● **PROBLEM TO SOLVE**
Using the entries below, copy out all lines where "anyhow" is found.

● **SOURCE DATA**
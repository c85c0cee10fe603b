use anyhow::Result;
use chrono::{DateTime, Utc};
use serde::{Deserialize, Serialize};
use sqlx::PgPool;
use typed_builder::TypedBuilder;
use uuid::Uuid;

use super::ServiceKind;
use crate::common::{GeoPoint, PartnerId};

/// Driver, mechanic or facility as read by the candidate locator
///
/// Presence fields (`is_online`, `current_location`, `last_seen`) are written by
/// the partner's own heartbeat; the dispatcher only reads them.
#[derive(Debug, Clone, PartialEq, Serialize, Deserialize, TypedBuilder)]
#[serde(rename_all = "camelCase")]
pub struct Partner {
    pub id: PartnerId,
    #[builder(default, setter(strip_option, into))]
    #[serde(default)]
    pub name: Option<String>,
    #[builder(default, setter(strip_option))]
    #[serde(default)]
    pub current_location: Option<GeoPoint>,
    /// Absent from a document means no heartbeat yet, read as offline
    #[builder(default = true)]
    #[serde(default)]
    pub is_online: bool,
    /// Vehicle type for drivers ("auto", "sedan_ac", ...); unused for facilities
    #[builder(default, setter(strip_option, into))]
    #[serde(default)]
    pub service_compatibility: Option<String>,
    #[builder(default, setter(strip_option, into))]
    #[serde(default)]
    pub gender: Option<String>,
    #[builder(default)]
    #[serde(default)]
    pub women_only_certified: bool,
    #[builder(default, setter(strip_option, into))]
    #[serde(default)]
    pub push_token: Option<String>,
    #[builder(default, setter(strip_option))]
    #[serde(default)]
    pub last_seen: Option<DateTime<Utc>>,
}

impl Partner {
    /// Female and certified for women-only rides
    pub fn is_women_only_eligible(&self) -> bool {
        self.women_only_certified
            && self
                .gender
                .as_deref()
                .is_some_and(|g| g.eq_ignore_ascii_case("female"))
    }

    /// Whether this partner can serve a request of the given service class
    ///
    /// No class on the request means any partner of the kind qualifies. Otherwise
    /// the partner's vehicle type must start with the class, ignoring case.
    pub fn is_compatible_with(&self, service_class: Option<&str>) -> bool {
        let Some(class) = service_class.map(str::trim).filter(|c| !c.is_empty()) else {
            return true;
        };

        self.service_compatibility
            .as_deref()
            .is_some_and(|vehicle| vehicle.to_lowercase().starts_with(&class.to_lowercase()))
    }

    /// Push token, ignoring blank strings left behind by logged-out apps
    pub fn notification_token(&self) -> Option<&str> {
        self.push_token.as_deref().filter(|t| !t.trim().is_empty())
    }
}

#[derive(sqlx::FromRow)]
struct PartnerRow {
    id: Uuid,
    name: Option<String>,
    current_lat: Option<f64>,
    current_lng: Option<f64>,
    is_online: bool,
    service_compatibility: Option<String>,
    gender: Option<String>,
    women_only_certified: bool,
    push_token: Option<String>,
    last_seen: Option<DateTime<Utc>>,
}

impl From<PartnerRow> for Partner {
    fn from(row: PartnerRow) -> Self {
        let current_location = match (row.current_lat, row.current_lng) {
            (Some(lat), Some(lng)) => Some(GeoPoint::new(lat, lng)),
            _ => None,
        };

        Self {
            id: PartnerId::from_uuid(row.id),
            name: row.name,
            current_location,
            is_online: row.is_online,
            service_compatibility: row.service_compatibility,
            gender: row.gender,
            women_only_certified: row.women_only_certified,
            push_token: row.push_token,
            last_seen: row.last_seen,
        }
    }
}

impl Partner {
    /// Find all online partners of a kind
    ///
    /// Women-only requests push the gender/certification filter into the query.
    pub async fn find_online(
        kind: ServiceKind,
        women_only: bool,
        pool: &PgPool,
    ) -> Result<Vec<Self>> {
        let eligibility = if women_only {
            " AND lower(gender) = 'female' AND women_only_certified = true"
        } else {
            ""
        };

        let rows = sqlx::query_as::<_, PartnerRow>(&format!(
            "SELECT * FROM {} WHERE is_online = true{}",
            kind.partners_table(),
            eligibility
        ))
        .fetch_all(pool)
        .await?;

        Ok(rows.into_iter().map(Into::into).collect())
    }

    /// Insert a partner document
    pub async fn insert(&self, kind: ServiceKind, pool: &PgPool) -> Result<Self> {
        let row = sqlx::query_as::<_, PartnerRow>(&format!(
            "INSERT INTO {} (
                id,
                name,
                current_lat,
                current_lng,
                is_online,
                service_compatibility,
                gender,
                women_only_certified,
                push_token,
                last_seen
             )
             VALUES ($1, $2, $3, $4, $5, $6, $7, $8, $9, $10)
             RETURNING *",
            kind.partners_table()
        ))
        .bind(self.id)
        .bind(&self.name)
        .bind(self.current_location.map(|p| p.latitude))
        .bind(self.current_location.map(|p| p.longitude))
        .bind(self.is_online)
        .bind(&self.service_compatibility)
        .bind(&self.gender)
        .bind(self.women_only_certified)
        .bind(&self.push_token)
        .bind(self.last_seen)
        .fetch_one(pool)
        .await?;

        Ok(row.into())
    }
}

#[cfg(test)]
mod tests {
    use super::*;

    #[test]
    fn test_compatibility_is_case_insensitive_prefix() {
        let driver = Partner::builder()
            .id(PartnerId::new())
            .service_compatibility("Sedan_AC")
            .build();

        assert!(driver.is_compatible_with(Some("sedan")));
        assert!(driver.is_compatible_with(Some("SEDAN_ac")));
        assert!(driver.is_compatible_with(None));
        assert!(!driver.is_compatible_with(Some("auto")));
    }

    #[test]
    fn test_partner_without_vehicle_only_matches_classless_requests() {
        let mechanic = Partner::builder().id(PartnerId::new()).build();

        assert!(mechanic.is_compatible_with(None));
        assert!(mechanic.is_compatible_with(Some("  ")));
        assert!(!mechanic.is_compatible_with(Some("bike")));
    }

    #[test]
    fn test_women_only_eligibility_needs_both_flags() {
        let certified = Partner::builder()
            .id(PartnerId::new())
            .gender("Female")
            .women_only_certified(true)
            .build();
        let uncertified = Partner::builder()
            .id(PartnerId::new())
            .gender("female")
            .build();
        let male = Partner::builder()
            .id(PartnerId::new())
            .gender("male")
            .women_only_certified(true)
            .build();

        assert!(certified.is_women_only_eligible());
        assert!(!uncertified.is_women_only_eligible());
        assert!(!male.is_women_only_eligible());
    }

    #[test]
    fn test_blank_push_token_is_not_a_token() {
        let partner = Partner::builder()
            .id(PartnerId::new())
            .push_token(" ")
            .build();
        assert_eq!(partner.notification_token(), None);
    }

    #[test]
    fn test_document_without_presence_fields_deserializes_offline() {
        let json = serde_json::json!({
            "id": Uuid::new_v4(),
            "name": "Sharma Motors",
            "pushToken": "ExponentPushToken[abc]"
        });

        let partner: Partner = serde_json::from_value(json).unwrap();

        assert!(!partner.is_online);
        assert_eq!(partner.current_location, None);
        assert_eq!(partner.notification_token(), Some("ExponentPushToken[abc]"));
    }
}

* * *

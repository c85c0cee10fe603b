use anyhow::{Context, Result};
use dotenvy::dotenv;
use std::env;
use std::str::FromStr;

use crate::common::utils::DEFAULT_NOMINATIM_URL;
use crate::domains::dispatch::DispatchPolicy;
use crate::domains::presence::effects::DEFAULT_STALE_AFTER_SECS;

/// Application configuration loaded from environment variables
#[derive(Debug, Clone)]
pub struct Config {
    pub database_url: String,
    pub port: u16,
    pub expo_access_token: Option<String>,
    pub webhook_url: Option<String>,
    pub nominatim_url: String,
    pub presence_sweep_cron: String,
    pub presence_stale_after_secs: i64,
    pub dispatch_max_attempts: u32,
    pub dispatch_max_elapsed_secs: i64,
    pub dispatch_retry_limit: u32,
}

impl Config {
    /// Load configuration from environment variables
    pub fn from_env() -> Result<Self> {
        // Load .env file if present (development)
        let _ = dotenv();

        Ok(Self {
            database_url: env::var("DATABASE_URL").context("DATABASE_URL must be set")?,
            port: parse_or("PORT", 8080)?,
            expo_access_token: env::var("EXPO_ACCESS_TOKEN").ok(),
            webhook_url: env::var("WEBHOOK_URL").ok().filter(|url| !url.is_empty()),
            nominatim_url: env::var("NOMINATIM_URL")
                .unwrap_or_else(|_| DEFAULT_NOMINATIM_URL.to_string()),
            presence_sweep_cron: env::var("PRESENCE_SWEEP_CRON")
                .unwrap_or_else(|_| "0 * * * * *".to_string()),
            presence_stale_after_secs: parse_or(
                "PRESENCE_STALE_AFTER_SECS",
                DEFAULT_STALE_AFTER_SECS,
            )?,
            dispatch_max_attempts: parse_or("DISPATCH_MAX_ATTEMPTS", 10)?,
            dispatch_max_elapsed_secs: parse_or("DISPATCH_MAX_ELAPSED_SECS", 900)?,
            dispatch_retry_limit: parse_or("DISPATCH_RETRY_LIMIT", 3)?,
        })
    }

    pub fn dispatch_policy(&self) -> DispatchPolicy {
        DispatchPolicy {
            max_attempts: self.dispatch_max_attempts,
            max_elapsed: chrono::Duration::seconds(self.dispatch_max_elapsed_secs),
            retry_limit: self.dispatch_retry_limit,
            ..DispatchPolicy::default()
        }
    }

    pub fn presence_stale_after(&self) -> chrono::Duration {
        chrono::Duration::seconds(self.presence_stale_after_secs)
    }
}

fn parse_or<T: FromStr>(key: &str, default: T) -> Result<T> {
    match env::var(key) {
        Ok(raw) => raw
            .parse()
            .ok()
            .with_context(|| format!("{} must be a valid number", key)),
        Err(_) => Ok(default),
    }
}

● **SOLUTION**
use anyhow::Result;
use anyhow::{Context, Result};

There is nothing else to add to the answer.